Wednesday, February 21, 2007
Unlike Trix: Comic Books... Are Not Just For Kids
Contrary to popular belief: Comic Books are not just for kids. That is exactly what Debbie Benrubi and Kathy Woo, who work in USF's library, were trying to prove when they decided to highlight the University of San Francisco’s extensive graphic novel collection during the month of February. In the foyer of Gleeson Library on main campus, there is a fabulous exhibit including both rare collectors item comics as well as over one hundred comics that students can check out. A Gleeson desk worker explained to our DJ class that this colorful exhibit is said to be one of the libraries most popular one in a long time.
In my knowledge of comic books, (which doesn’t necessarily matter) I imagine the classics like Superman, Batman, and other superhero type stories. With detailed colorful pictures and few words: comic books seem on the surface to be geared toward a younger and often male audience. However, in recent years, more serious topics, which include for example the Iraq War, have been translated into graphic novel stories.
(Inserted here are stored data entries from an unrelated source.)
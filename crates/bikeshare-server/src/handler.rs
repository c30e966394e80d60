use crate::routes::{parse_route, Route};
use bikeshare_core::{BikeService, CoreError};
use bikeshare_schema::{Operation, ValidationError};
use serde_json::{json, Value};
use std::io::Read;
use tiny_http::{Header, Request, Response, StatusCode};
use tracing::{debug, error, info, warn};

/// Largest request body accepted, in bytes.
pub const MAX_BODY_BYTES: usize = 64 * 1024;

/// What the worker loop should do after a request.
#[derive(Debug, Clone, Copy, PartialEq, Eq)]
pub enum Disposition {
    Served,
    /// The store is gone; stop serving.
    Fatal,
}

enum BodyError {
    TooLarge,
    Read(std::io::Error),
}

fn respond_json(req: Request, code: u16, body: &Value) -> u16 {
    let header = Header::from_bytes("Content-Type", "application/json").expect("valid header");
    let _ = req.respond(
        Response::from_string(body.to_string())
            .with_status_code(StatusCode(code))
            .with_header(header),
    );
    code
}

fn respond_text(req: Request, code: u16, msg: &str) -> u16 {
    let _ = req.respond(Response::from_string(msg).with_status_code(StatusCode(code)));
    code
}

fn read_body(req: &mut Request) -> Result<Vec<u8>, BodyError> {
    if req.body_length().is_some_and(|len| len > MAX_BODY_BYTES) {
        return Err(BodyError::TooLarge);
    }
    let mut body = Vec::new();
    req.as_reader()
        .take(MAX_BODY_BYTES as u64 + 1)
        .read_to_end(&mut body)
        .map_err(BodyError::Read)?;
    if body.len() > MAX_BODY_BYTES {
        return Err(BodyError::TooLarge);
    }
    Ok(body)
}

fn parse_json(body: &[u8], operation: Operation) -> Result<Value, CoreError> {
    serde_json::from_slice(body).map_err(|e| {
        ValidationError::malformed_body(operation, format!("is not valid JSON: {e}")).into()
    })
}

pub fn error_body(e: &CoreError) -> Value {
    let mut body = json!({
        "error": e.kind(),
        "message": e.to_string(),
    });
    if let CoreError::Validation(v) = e {
        body["details"] = json!(v.violations);
    }
    body
}

fn to_json<T: serde::Serialize>(value: &T) -> Result<Value, CoreError> {
    serde_json::to_value(value).map_err(|e| CoreError::Codec(e.into()))
}

fn dispatch(service: &BikeService, route: Route, body: Option<&[u8]>) -> Result<Value, CoreError> {
    let body = body.unwrap_or_default();
    match route {
        Route::Hello | Route::Health => Ok(json!({"status": "ok"})),
        Route::ListAvailable(filter) => to_json(&service.list_available(&filter)?),
        Route::Create => {
            let payload = parse_json(body, Operation::Create)?;
            to_json(&service.create(&payload)?)
        }
        Route::Get(id) => to_json(&service.get(&id)?),
        Route::Replace(id) => {
            let payload = parse_json(body, Operation::Update)?;
            to_json(&service.replace(&id, &payload)?)
        }
        Route::Delete(id) => {
            service.delete(&id)?;
            Ok(json!({"id": id, "deleted": true}))
        }
        Route::Reserve(id) => {
            service.reserve(&id)?;
            Ok(json!({"id": id, "available": false}))
        }
        Route::Clear(id) => {
            service.clear(&id)?;
            Ok(json!({"id": id, "available": true}))
        }
    }
}

/// Handle a single HTTP request, dispatching to the matching operation.
pub fn handle_request(service: &BikeService, mut req: Request) -> Disposition {
    let method = req.method().clone();
    let url = req.url().to_owned();
    debug!("{method} {url}");

    let route = match parse_route(&method, &url) {
        Ok(route) => route,
        Err(e) => {
            let code = respond_text(req, e.status_code(), e.message());
            info!("{method} {url} -> {code}");
            return Disposition::Served;
        }
    };

    let body = match route {
        Route::Create | Route::Replace(_) => match read_body(&mut req) {
            Ok(body) => Some(body),
            Err(BodyError::TooLarge) => {
                let code = respond_text(req, 413, "request body too large");
                info!("{method} {url} -> {code}");
                return Disposition::Served;
            }
            Err(BodyError::Read(e)) => {
                warn!("{method} {url}: reading body failed: {e}");
                respond_text(req, 400, "could not read request body");
                return Disposition::Served;
            }
        },
        _ => None,
    };

    if route == Route::Hello {
        let code = respond_text(req, 200, "hello!");
        info!("{method} {url} -> {code}");
        return Disposition::Served;
    }

    match dispatch(service, route, body.as_deref()) {
        Ok(value) => {
            let code = respond_json(req, 200, &value);
            info!("{method} {url} -> {code}");
            Disposition::Served
        }
        Err(e) => {
            let code = respond_json(req, e.status_code(), &error_body(&e));
            if e.is_fatal() {
                error!("{method} {url} -> {code}: {e}; shutting down");
                Disposition::Fatal
            } else if code >= 500 {
                error!("{method} {url} -> {code}: {e}");
                Disposition::Served
            } else {
                info!("{method} {url} -> {code}: {e}");
                Disposition::Served
            }
        }
    }
}

#[cfg(test)]
mod tests {
    use super::*;
    use bikeshare_schema::{BikeId, Violation};

    #[test]
    fn validation_errors_carry_details() {
        let e = CoreError::Validation(ValidationError {
            operation: Operation::Create,
            violations: vec![Violation::new("hourlyCost", "must be greater than 0")],
        });
        let body = error_body(&e);
        assert_eq!(body["error"], "validation");
        assert_eq!(body["details"][0]["field"], "hourlyCost");
        assert_eq!(body["details"][0]["reason"], "must be greater than 0");
    }

    #[test]
    fn other_errors_have_no_details() {
        let body = error_body(&CoreError::NotFound(BikeId::new("8")));
        assert_eq!(body["error"], "not_found");
        assert!(body.get("details").is_none());
        assert!(body["message"].as_str().unwrap().contains('8'));
    }

    #[test]
    fn malformed_json_is_a_body_violation() {
        let err = parse_json(b"{nope", Operation::Create).unwrap_err();
        assert_eq!(err.status_code(), 400);
        assert!(matches!(err, CoreError::Validation(ref v) if v.mentions("body")));
    }
}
Political, social, religious, economical, racial. These are just of few of the very serious and much more mature issues that comic books address today. Some comics even addressed romance, which seems a stretch if you are trying to reach adolescent boys. As Roger Sabin described in his book, "Adult Comics: An Introduction", british writer Peter Bagge’s comic "Hate" (1990), which was about a mans “quest for beer and true love.” As a result, these books grab a much larger audience and have the ability to spread messages and influence people. This can happen much quicker and also easier by using humor, wit, and bit of lightheartedness, then say a 300-page textbook about Palestine, Jewish religion, or perhaps even weapons of mass destruction.
USF is smack dab in the middle of one the nations most liberal, outspoken, and accepting cities (San Francisco that is!). This graphic novel exhibit has the ability to open the eyes of college students, and anyone else who strolls through USF’s library during February, who otherwise might have never picked up a comic book in their life. Because like me they are under the false assumption that Comic Books are For Kids. If this exhibit (or blog entry) has caught your eye and sparked an interest in comic books, you might want to check out San Francisco’s very own cartoon art museum. The museum is located at 655 Mission Street, and is proud to be the only museum in the United States dedicated to graphic novel and comic exhibition.